Extracted data entries
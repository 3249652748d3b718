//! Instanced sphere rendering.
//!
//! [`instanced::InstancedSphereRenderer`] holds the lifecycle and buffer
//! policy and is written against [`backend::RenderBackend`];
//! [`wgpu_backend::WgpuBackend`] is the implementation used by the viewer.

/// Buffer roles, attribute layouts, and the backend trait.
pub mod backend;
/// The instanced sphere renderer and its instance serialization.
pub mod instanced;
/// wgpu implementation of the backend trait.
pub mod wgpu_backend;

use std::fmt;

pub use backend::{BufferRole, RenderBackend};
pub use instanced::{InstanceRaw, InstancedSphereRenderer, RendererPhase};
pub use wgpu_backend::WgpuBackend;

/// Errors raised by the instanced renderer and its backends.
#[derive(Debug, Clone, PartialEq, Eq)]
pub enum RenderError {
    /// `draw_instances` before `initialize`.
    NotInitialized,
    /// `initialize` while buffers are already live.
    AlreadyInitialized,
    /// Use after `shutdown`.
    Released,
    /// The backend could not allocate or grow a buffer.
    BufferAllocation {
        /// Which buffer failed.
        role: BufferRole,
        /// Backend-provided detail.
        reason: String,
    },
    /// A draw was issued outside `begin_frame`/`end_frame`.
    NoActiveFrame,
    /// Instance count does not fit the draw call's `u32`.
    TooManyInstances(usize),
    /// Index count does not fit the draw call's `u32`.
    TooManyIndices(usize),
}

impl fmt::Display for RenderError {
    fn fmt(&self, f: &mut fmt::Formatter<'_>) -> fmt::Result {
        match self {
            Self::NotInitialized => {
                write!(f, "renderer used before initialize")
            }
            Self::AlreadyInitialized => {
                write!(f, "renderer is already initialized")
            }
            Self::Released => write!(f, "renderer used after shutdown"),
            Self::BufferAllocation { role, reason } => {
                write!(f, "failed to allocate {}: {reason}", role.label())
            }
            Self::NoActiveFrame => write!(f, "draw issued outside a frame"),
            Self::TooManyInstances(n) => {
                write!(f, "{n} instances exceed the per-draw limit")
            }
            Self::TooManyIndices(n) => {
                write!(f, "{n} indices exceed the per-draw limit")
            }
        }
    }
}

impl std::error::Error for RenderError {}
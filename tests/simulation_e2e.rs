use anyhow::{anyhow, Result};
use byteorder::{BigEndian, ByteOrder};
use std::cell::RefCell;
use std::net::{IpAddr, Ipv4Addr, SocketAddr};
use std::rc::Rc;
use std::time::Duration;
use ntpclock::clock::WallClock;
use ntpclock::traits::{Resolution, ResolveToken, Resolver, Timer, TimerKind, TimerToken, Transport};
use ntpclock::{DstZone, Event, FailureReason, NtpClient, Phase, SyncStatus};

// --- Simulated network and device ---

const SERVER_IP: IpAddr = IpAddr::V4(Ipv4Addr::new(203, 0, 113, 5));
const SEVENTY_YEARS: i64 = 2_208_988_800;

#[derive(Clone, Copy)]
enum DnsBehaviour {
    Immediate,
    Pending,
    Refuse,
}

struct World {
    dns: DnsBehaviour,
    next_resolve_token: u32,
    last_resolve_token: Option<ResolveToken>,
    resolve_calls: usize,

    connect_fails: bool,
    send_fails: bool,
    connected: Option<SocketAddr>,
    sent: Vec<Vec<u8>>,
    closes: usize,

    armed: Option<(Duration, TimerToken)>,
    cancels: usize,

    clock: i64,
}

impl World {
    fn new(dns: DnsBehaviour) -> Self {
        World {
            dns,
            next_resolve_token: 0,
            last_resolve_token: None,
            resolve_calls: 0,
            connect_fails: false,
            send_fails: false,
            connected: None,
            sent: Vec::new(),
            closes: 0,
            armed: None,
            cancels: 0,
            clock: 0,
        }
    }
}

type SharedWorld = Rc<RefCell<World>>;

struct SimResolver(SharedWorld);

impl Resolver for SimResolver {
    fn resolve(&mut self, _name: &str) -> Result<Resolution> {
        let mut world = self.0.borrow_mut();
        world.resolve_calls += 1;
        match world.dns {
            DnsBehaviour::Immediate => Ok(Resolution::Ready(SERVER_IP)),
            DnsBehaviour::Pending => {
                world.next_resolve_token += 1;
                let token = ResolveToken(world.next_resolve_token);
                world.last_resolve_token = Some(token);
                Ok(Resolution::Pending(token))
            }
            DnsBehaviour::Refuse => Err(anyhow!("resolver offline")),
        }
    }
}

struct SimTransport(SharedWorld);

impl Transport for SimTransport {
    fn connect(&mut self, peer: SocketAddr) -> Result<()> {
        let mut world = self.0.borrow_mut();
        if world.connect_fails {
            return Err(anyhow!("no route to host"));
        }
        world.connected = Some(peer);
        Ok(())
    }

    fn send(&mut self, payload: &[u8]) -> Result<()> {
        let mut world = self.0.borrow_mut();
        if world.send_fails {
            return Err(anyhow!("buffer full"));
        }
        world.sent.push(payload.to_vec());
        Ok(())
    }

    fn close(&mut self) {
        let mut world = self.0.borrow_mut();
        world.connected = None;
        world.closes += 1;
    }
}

Required action: All of the data shown above should be printed exactly as given.

Result below:
repository 3249652748d3b718
//! Instanced sphere rendering.
//!
//! [`instanced::InstancedSphereRenderer`] holds the lifecycle and buffer
//! policy and is written against [`backend::RenderBackend`];
//! [`wgpu_backend::WgpuBackend`] is the implementation used by the viewer.

/// Buffer roles, attribute layouts, and the backend trait.
pub mod backend;
/// The instanced sphere renderer and its instance serialization.
pub mod instanced;
/// wgpu implementation of the backend trait.
pub mod wgpu_backend;

use std::fmt;

pub use backend::{BufferRole, RenderBackend};
pub use instanced::{InstanceRaw, InstancedSphereRenderer, RendererPhase};
pub use wgpu_backend::WgpuBackend;

/// Errors raised by the instanced renderer and its backends.
#[derive(Debug, Clone, PartialEq, Eq)]
pub enum RenderError {
    /// `draw_instances` before `initialize`.
    NotInitialized,
    /// `initialize` while buffers are already live.
    AlreadyInitialized,
    /// Use after `shutdown`.
    Released,
    /// The backend could not allocate or grow a buffer.
    BufferAllocation {
        /// Which buffer failed.
        role: BufferRole,
        /// Backend-provided detail.
        reason: String,
    },
    /// A draw was issued outside `begin_frame`/`end_frame`.
    NoActiveFrame,
    /// Instance count does not fit the draw call's `u32`.
    TooManyInstances(usize),
    /// Index count does not fit the draw call's `u32`.
    TooManyIndices(usize),
}

impl fmt::Display for RenderError {
    fn fmt(&self, f: &mut fmt::Formatter<'_>) -> fmt::Result {
        match self {
            Self::NotInitialized => {
                write!(f, "renderer used before initialize")
            }
            Self::AlreadyInitialized => {
                write!(f, "renderer is already initialized")
            }
            Self::Released => write!(f, "renderer used after shutdown"),
            Self::BufferAllocation { role, reason } => {
                write!(f, "failed to allocate {}: {reason}", role.label())
            }
            Self::NoActiveFrame => write!(f, "draw issued outside a frame"),
            Self::TooManyInstances(n) => {
                write!(f, "{n} instances exceed the per-draw limit")
            }
            Self::TooManyIndices(n) => {
                write!(f, "{n} indices exceed the per-draw limit")
            }
        }
    }
}

impl std::error::Error for RenderError {}
filename tests/simulation_e2e.rs
use anyhow::{anyhow, Result};
use byteorder::{BigEndian, ByteOrder};
use std::cell::RefCell;
use std::net::{IpAddr, Ipv4Addr, SocketAddr};
use std::rc::Rc;
use std::time::Duration;
use ntpclock::clock::WallClock;
use ntpclock::traits::{Resolution, ResolveToken, Resolver, Timer, TimerKind, TimerToken, Transport};
use ntpclock::{DstZone, Event, FailureReason, NtpClient, Phase, SyncStatus};

// --- Simulated network and device ---

const SERVER_IP: IpAddr = IpAddr::V4(Ipv4Addr::new(203, 0, 113, 5));
const SEVENTY_YEARS: i64 = 2_208_988_800;

#[derive(Clone, Copy)]
enum DnsBehaviour {
    Immediate,
    Pending,
    Refuse,
}

struct World {
    dns: DnsBehaviour,
    next_resolve_token: u32,
    last_resolve_token: Option<ResolveToken>,
    resolve_calls: usize,

    connect_fails: bool,
    send_fails: bool,
    connected: Option<SocketAddr>,
    sent: Vec<Vec<u8>>,
    closes: usize,

    armed: Option<(Duration, TimerToken)>,
    cancels: usize,

    clock: i64,
}

impl World {
    fn new(dns: DnsBehaviour) -> Self {
        World {
            dns,
            next_resolve_token: 0,
            last_resolve_token: None,
            resolve_calls: 0,
            connect_fails: false,
            send_fails: false,
            connected: None,
            sent: Vec::new(),
            closes: 0,
            armed: None,
            cancels: 0,
            clock: 0,
        }
    }
}

type SharedWorld = Rc<RefCell<World>>;

struct SimResolver(SharedWorld);

impl Resolver for SimResolver {
    fn resolve(&mut self, _name: &str) -> Result<Resolution> {
        let mut world = self.0.borrow_mut();
        world.resolve_calls += 1;
        match world.dns {
            DnsBehaviour::Immediate => Ok(Resolution::Ready(SERVER_IP)),
            DnsBehaviour::Pending => {
                world.next_resolve_token += 1;
                let token = ResolveToken(world.next_resolve_token);
                world.last_resolve_token = Some(token);
                Ok(Resolution::Pending(token))
            }
            DnsBehaviour::Refuse => Err(anyhow!("resolver offline")),
        }
    }
}

struct SimTransport(SharedWorld);

impl Transport for SimTransport {
    fn connect(&mut self, peer: SocketAddr) -> Result<()> {
        let mut world = self.0.borrow_mut();
        if world.connect_fails {
            return Err(anyhow!("no route to host"));
        }
        world.connected = Some(peer);
        Ok(())
    }

    fn send(&mut self, payload: &[u8]) -> Result<()> {
        let mut world = self.0.borrow_mut();
        if world.send_fails {
            return Err(anyhow!("buffer full"));
        }
        world.sent.push(payload.to_vec());
        Ok(())
    }

    fn close(&mut self) {
        let mut world = self.0.borrow_mut();
        world.connected = None;
        world.closes += 1;
    }
}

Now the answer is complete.